[Dshield] How secure IS GoToMyPC?
clewis at iquest.net
Fri Jun 18 14:56:43 GMT 2004
>On a side story, I work for a company that develop accounting software. We
>use GoToAssist when necessary for supporting people. One thing that happens
>pretty often is that is somebody's data is broken, we ask them to send them
>in so we can repair them (not that the data often breaks, but we it does,
>we prefer to do the work on our own systems). Some people refuse. The
>amazing thing is that these same people usually don't mind giving us access
>to their machine remotely via GoToAssist! They even kindly click on the
>"Yes" or "Ok" button of every security warning that happens during the
>installation of the Java client application... Security awareness still has
.a LONG way to go :(
LOL and cringing at the SAME time. That is so trued (and that example great
and ironic) isn't it ?
It is probably never going to matter how good the security software and
hardware gets as long as you throw "social engineering" into the mix until
users learn NOT to do this things...
From: list-bounces at lists.dshield.org [mailto:list-bounces at lists.dshield.org]
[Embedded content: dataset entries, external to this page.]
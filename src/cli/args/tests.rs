use std::path::PathBuf;

use clap::{CommandFactory, FromArgMatches};

use super::options::ExportArg;
use super::{CliArgs, OutputFormat};

fn parse(args: &[&str]) -> CliArgs {
	let mut matches = CliArgs::command()
		.try_get_matches_from(args)
		.expect("arguments parse");
	CliArgs::from_arg_matches_mut(&mut matches).expect("parses")
}

#[test]
fn command_supports_custom_styles() {
	let command = CliArgs::command();
	assert!(command.get_about().is_some());
	command.debug_assert();
}

#[test]
fn parse_cli_accepts_default_arguments() {
	let parsed = parse(&["datagrid"]);
	assert_eq!(parsed.output_format, OutputFormat::Plain);
	assert!(parsed.input.is_none());
	assert!(parsed.export.is_none());
}

#[test]
fn export_flags_and_lists_are_parsed() {
	let parsed = parse(&[
		"datagrid",
		"users.json",
		"--export",
		"csv",
		"--output",
		"out",
		"--search-fields",
		"name,email",
		"--sort",
		"name:desc",
		"--page-size",
		"25",
	]);
	assert_eq!(parsed.input, Some(PathBuf::from("users.json")));
	assert_eq!(parsed.export, Some(ExportArg::Csv));
	assert_eq!(parsed.output, Some(PathBuf::from("out")));
	assert_eq!(
		parsed.search_fields,
		Some(vec!["name".to_string(), "email".to_string()])
	);
	assert_eq!(parsed.sort.as_deref(), Some("name:desc"));
	assert_eq!(parsed.page_size, Some(25));
}

#[test]
fn selectable_accepts_boolish_values() {
	let parsed = parse(&["datagrid", "--selectable", "no"]);
	assert_eq!(parsed.selectable, Some(false));
}
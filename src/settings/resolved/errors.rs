use thiserror::Error;

use super::SettingSource;

#[derive(Debug, Error)]
#[error("invalid value for {key} from {origin}: {reason} (value: {value})")]
pub(crate) struct ConfigError {
	pub(crate) key: &'static str,
	pub(crate) value: String,
	pub(crate) origin: SettingSource,
	pub(crate) reason: String,
}

impl ConfigError {
	pub(crate) fn invalid<K, V, R>(key: K, value: V, origin: SettingSource, reason: R) -> Self
	where
		K: Into<&'static str>,
		V: Into<String>,
		R: Into<String>,
	{
		Self {
			key: key.into(),
			value: value.into(),
			origin,
			reason: reason.into(),
		}
	}
}
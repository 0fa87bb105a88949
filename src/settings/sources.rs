use std::env;
use std::path::PathBuf;

use anyhow::{Result, anyhow};
use config::{Config, ConfigError, File};
use datagrid::app_dirs;

use crate::cli::CliArgs;

pub(super) const ENV_PREFIX: &str = "datagrid";

/// Build a [`Config`] instance by combining default locations with CLI overrides.
pub(super) fn build_config(cli: &CliArgs) -> Result<Config> {
	let mut builder = Config::builder();

	if !cli.no_config {
		for path in default_config_files() {
			builder = builder.add_source(File::from(path).required(false));
		}
	}

	for path in &cli.config {
		builder = builder.add_source(File::from(path.clone()).required(true));
	}

	builder = builder.add_source(
		config::Environment::with_prefix(ENV_PREFIX)
			.separator("__")
			.try_parsing(true)
			.list_separator(",")
			.with_list_parse_key("grid.search_fields"),
	);

	builder.build().map_err(|err| match err {
		ConfigError::Frozen => anyhow!("configuration builder is frozen"),
		other => other.into(),
	})
}

/// Discover the default configuration file locations that should be consulted.
pub(super) fn default_config_files() -> Vec<PathBuf> {
	let mut files = Vec::new();

	if let Ok(dir) = app_dirs::get_config_dir() {
		files.push(dir.join("config.toml"));
	}

	if let Ok(current_dir) = env::current_dir() {
		files.push(current_dir.join(".datagrid.toml"));
		files.push(current_dir.join("datagrid.toml"));
	}

	files
}
//! Configuration loading and resolution utilities.
//!
//! Values are layered from the default config files, `--config` files,
//! `DATAGRID__SECTION__KEY` environment variables and finally CLI flags.
//! `load` is the primary entry point and returns a [`ResolvedConfig`] that is
//! used by the workflow.

mod loader;
mod raw;
mod resolved;
mod sources;
mod util;

pub use loader::load;
pub use resolved::{ExportRequest, GridSettings, InputSource, LoggingSettings, ResolvedConfig};
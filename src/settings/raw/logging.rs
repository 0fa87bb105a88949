use std::path::PathBuf;
use std::time::Duration;

use datagrid::logging::{DEFAULT_BATCH_SIZE, DEFAULT_FLUSH_INTERVAL, parse_level_filter};
use log::LevelFilter;
use serde::Deserialize;

use super::super::resolved::{ConfigError, ConfigSources, LoggingSettings};
use super::super::util::non_blank;
use crate::cli::CliArgs;

const DEFAULT_LEVEL: LevelFilter = LevelFilter::Info;

/// `[logging]` values prior to validation.
#[derive(Debug, Clone, Default, Deserialize)]
#[serde(default)]
pub(super) struct LoggingSection {
	pub(super) level: Option<String>,
	pub(super) batch_size: Option<usize>,
	pub(super) flush_interval_secs: Option<u64>,
	pub(super) events_file: Option<PathBuf>,
}

impl LoggingSection {
	pub(super) fn apply_cli_overrides(&mut self, cli: &CliArgs) {
		if let Some(level) = cli.log_level.clone() {
			self.level = Some(level);
		}
	}

	pub(super) fn resolve(self, sources: &ConfigSources) -> Result<LoggingSettings, ConfigError> {
		let level = match non_blank(self.level) {
			Some(name) => parse_level_filter(&name).ok_or_else(|| {
				ConfigError::invalid(
					"logging.level",
					name.clone(),
					sources.log_level(),
					"expected one of off, error, warn, info, debug, trace",
				)
			})?,
			None => DEFAULT_LEVEL,
		};

		Ok(LoggingSettings {
			level,
			batch_size: self.batch_size.unwrap_or(DEFAULT_BATCH_SIZE),
			flush_interval: self
				.flush_interval_secs
				.map_or(DEFAULT_FLUSH_INTERVAL, Duration::from_secs),
			events_file: self.events_file,
		})
	}
}
use ratatui::style::{Color, Style};

/// Styles used when drawing a grid.
#[derive(Debug, Clone, Copy, PartialEq, Eq)]
pub struct Theme {
	pub title: Style,
	pub header: Style,
	pub row_highlight: Style,
	pub selected: Style,
	pub prompt: Style,
	pub empty: Style,
	pub highlight: Style,
}

impl Theme {
	#[must_use]
	pub fn title_style(&self) -> Style {
		self.title
	}

	#[must_use]
	pub fn header_style(&self) -> Style {
		self.header
	}

	#[must_use]
	pub fn row_highlight_style(&self) -> Style {
		self.row_highlight
	}

	#[must_use]
	pub fn selected_style(&self) -> Style {
		self.selected
	}

	#[must_use]
	pub fn prompt_style(&self) -> Style {
		self.prompt
	}

	#[must_use]
	pub fn empty_style(&self) -> Style {
		self.empty
	}

	#[must_use]
	pub fn highlight_style(&self) -> Style {
		self.highlight
	}

	#[must_use]
	pub fn header_fg(&self) -> Color {
		self.header.fg.unwrap_or(Color::Reset)
	}

	#[must_use]
	pub fn header_bg(&self) -> Color {
		self.header.bg.unwrap_or(Color::Reset)
	}

	/// Style of the focused header cell used to pick a sort column.
	#[must_use]
	pub fn header_focus_style(&self) -> Style {
		Style::new()
			.fg(self.header_bg())
			.bg(self.header_fg())
	}
}

/// Definition for a built-in theme bundled with the application.
#[derive(Debug, Clone, Copy)]
pub struct ThemeDefinition {
	pub name: &'static str,
	pub theme: Theme,
	pub aliases: &'static [&'static str],
}

impl ThemeDefinition {
	pub const fn new(name: &'static str, theme: Theme) -> Self {
		Self {
			name,
			theme,
			aliases: &[],
		}
	}

	pub const fn with_aliases(mut self, aliases: &'static [&'static str]) -> Self {
		self.aliases = aliases;
		self
	}
}
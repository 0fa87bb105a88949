use super::ResolvedConfig;

pub(super) fn print_summary(config: &ResolvedConfig) {
	for line in summary_lines(config) {
		println!("{line}");
	}
}

fn summary_lines(config: &ResolvedConfig) -> Vec<String> {
	let grid = &config.grid;
	let mut lines = vec![
		"Effective configuration:".to_string(),
		format!("  Input: {}", config.input.describe()),
		format!("  Title: {}", grid.title),
	];
	if let Some(description) = &grid.description {
		lines.push(format!("  Description: {description}"));
	}
	lines.push(format!("  Page size: {}", grid.page_size));
	lines.push(format!("  Selectable: {}", bool_to_word(grid.selectable)));
	if grid.search_fields.is_empty() {
		lines.push("  Search fields: (all columns)".to_string());
	} else {
		let fields: Vec<&str> = grid.search_fields.iter().map(|field| field.as_str()).collect();
		lines.push(format!("  Search fields: {}", fields.join(", ")));
	}
	lines.push(format!(
		"  Sort: {}",
		grid.sort
			.as_ref()
			.map_or_else(|| "(source order)".to_string(), ToString::to_string)
	));
	if !grid.query.is_empty() {
		lines.push(format!("  Initial query: {}", grid.query));
	}
	if config.columns.is_empty() {
		lines.push("  Columns: (inferred from the first record)".to_string());
	} else {
		let columns: Vec<String> = config
			.columns
			.iter()
			.map(|column| {
				let sortable = if column.sortable { ", sortable" } else { "" };
				format!("{} ({}{sortable})", column.key.as_str(), column.kind.as_str())
			})
			.collect();
		lines.push(format!("  Columns: {}", columns.join(", ")));
	}
	lines.push(format!(
		"  UI theme: {}",
		config
			.theme
			.as_ref()
			.map_or("(stored preference)", |theme| theme.as_str())
	));
	lines.push(format!("  Log level: {}", config.logging.level));
	lines.push(format!(
		"  Event batch: {} entries or {}s",
		config.logging.batch_size,
		config.logging.flush_interval.as_secs()
	));
	if let Some(export) = &config.export {
		lines.push(format!("  Export: {}", export.format.extension()));
	}
	lines
}

fn bool_to_word(value: bool) -> &'static str {
	if value { "yes" } else { "no" }
}
//! Renderer-agnostic description of what a grid should draw.
//!
//! [`DataGrid::render_model`](super::DataGrid::render_model) produces these
//! values; the terminal UI and the JSON output both consume them.

use serde::Serialize;

use super::engine::SortDirection;
use super::selection::SelectAllState;
use super::shell::RowAction;
use crate::types::{FieldPath, RecordKey};

/// Placeholder rows drawn while the grid is loading.
pub const SKELETON_ROWS: usize = 5;

pub const EMPTY_MESSAGE: &str = "No data available";

/// Toolbar affordances offered above the table.
#[derive(Debug, Clone, Copy, PartialEq, Eq, Hash, Serialize)]
#[serde(rename_all = "snake_case")]
pub enum ToolbarAction {
	AddNew,
	Refresh,
	Export,
}

impl ToolbarAction {
	#[must_use]
	pub fn label(self) -> &'static str {
		match self {
			Self::AddNew => "Add New",
			Self::Refresh => "Refresh",
			Self::Export => "Export",
		}
	}
}

#[derive(Debug, Clone, PartialEq)]
pub enum GridModel {
	Loading(LoadingModel),
	Ready(TableModel),
}

impl GridModel {
	#[must_use]
	pub fn title(&self) -> &str {
		match self {
			Self::Loading(model) => &model.title,
			Self::Ready(model) => &model.title,
		}
	}
}

#[derive(Debug, Clone, PartialEq, Eq)]
pub struct LoadingModel {
	pub title: String,
	pub description: Option<String>,
	pub skeleton_rows: usize,
}

#[derive(Debug, Clone, PartialEq)]
pub struct TableModel {
	pub title: String,
	pub description: Option<String>,
	pub filter: String,
	pub searchable: bool,
	pub toolbar: Vec<ToolbarAction>,
	pub selectable: bool,
	pub select_all: SelectAllState,
	pub headers: Vec<HeaderCell>,
	pub rows: Vec<RowModel>,
	/// True when the current page has no rows to show.
	pub empty: bool,
	pub row_actions: Vec<RowAction>,
	pub footer: Option<FooterModel>,
}

impl TableModel {
	#[must_use]
	pub fn empty_message(&self) -> Option<&'static str> {
		self.empty.then_some(EMPTY_MESSAGE)
	}
}

#[derive(Debug, Clone, PartialEq, Eq)]
pub struct HeaderCell {
	pub key: FieldPath,
	pub label: String,
	pub sortable: bool,
	pub sort: Option<SortDirection>,
	pub width: Option<u16>,
}

impl HeaderCell {
	/// Header text with the sort arrow appended when this column is sorted.
	#[must_use]
	pub fn display_label(&self) -> String {
		match self.sort {
			Some(direction) => format!("{} {}", self.label, direction.indicator()),
			None => self.label.clone(),
		}
	}
}

#[derive(Debug, Clone, PartialEq, Eq)]
pub struct RowModel {
	pub key: Option<RecordKey>,
	pub cells: Vec<String>,
	pub selected: bool,
	pub selectable: bool,
}

#[derive(Debug, Clone, PartialEq, Eq, Serialize)]
pub struct FooterModel {
	pub range_label: String,
	pub page_label: String,
	pub summary: String,
	pub filtered_count: usize,
	pub total_count: usize,
	pub page_index: usize,
	pub total_pages: usize,
	pub selected_count: usize,
	pub has_previous: bool,
	pub has_next: bool,
}

impl FooterModel {
	#[must_use]
	pub fn new(
		range: Option<(usize, usize)>,
		filtered_count: usize,
		total_count: usize,
		page_index: usize,
		total_pages: usize,
		selected_count: usize,
	) -> Self {
		let range_label = match range {
			Some((start, end)) => format!("Showing {start} to {end} of {filtered_count} results"),
			None => format!("Showing 0 of {filtered_count} results"),
		};
		let page_label = if total_pages == 0 {
			"No pages".to_string()
		} else {
			format!("Page {} of {total_pages}", page_index + 1)
		};
		let summary = if selected_count > 0 {
			format!("{} selected", rows(selected_count))
		} else {
			format!("{} found", rows(filtered_count))
		};

		Self {
			range_label,
			page_label,
			summary,
			filtered_count,
			total_count,
			page_index,
			total_pages,
			selected_count,
			has_previous: page_index > 0,
			has_next: page_index + 1 < total_pages,
		}
	}
}

fn rows(count: usize) -> String {
	if count == 1 {
		"1 row".to_string()
	} else {
		format!("{count} rows")
	}
}
use anyhow::{Context, Result};

use super::raw::RawConfig;
use super::resolved::ResolvedConfig;
use super::sources::build_config;
use crate::cli::CliArgs;

/// Merge config files, environment variables and CLI flags, then validate the result.
pub fn load(cli: &CliArgs) -> Result<ResolvedConfig> {
	let mut raw: RawConfig = build_config(cli)?
		.try_deserialize()
		.context("failed to deserialize configuration")?;
	raw.apply_cli_overrides(cli);
	raw.resolve(cli)
}
mod cli;
mod settings;
mod workflow;

use anyhow::Result;
use cli::{OutputFormat, parse_cli, print_json, print_plain};
use datagrid::app_dirs::{self, LOG_FILE_NAME};
use datagrid::logging::initialize_file_logger;
use settings::ResolvedConfig;
use workflow::GridWorkflow;

fn main() -> Result<()> {
	let cli = parse_cli();

	if cli.list_themes {
		for name in datagrid::theme::names() {
			println!("{name}");
		}
		return Ok(());
	}

	let resolved = settings::load(&cli)?;

	if cli.print_config {
		resolved.print_summary();
	}

	init_logging(&resolved);
	run_grid(cli.output_format, resolved)
}

/// Diagnostics go to a file because the terminal belongs to the UI.
fn init_logging(settings: &ResolvedConfig) {
	let path = match app_dirs::get_data_dir() {
		Ok(dir) => dir.join(LOG_FILE_NAME),
		Err(err) => {
			eprintln!("logging disabled: {err}");
			return;
		}
	};
	if let Err(err) = initialize_file_logger(&path, settings.logging.level) {
		eprintln!("logging disabled: {err}");
	}
}

/// Execute the grid workflow and print output in the chosen format.
fn run_grid(format: OutputFormat, settings: ResolvedConfig) -> Result<()> {
	let workflow = GridWorkflow::from_config(settings);
	let output = workflow.run()?;

	match format {
		OutputFormat::Plain => print_plain(&output)?,
		OutputFormat::Json => print_json(&output)?,
	}

	Ok(())
}
//! Interactive terminal front-end for a [`DataGrid`](crate::grid::DataGrid).
//!
//! [`App`] adapts the grid's callbacks to terminal interactions, the
//! [`components`] module draws the table, the loading skeleton and the
//! detail overlay, and [`run`] drives the crossterm event loop.

mod actions;
pub mod components;
pub mod input;
mod render;
mod runtime;
mod state;

pub use runtime::run;
pub use state::{App, GridOutcome, Loader};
On Behalf Of Stephane Grobety
Sent: Friday, June 18, 2004 2:25 AM
To: M Cook
Cc: General DShield Discussion List
Subject: Re: [Dshield] How secure IS GoToMyPC?
MC> If I'm not mistaken, GoToMyPC has been purchased by Citrix, so it isn't
MC> exactly a fly-by-night outfit. Not that big companies are immune from
MC> encounters with malicious software or people, but at least one might
MC> assume Citrix would try to protect its name.
They have also an impressing list of customers, but mostly on their
"GotoAssist" product (same technology, different target).
MC> They claim that the connections are encrypted. In other words, they talk
MC> a good game. I'd like to audit the encryption, to see if they really do
MC> set up a tunnel which they can't intercept, or if they are by definition
MC> the "man in the middle" (which I think is likely) with access to the
MC> unencrypted stream.
The deal is the following: everything goes through their server, no
way out of that. That means that Expertcity has the potential to snoop
into everything that passes through them.
Everything else is handled by SSL (either directly or via HTTPS) so
there is little possibility of an outside soucre snooping in, at least
is they handeled the certificate validation properly (a point often
overlooked in SSL implementations).
MC> The primary functionality is to give an operator the ability from afar
MC> to control a PC. Yes the PC being controlled is inside the firewall and
MC> the operator likely outside. On the other hand, the primary thing
MC> traveling through the firewall is screen and possibly printer output, or
MC> keyboard, and mouse input. To cause problems, a malicious file would
MC> have to be uploaded via a file tranfer, then executed.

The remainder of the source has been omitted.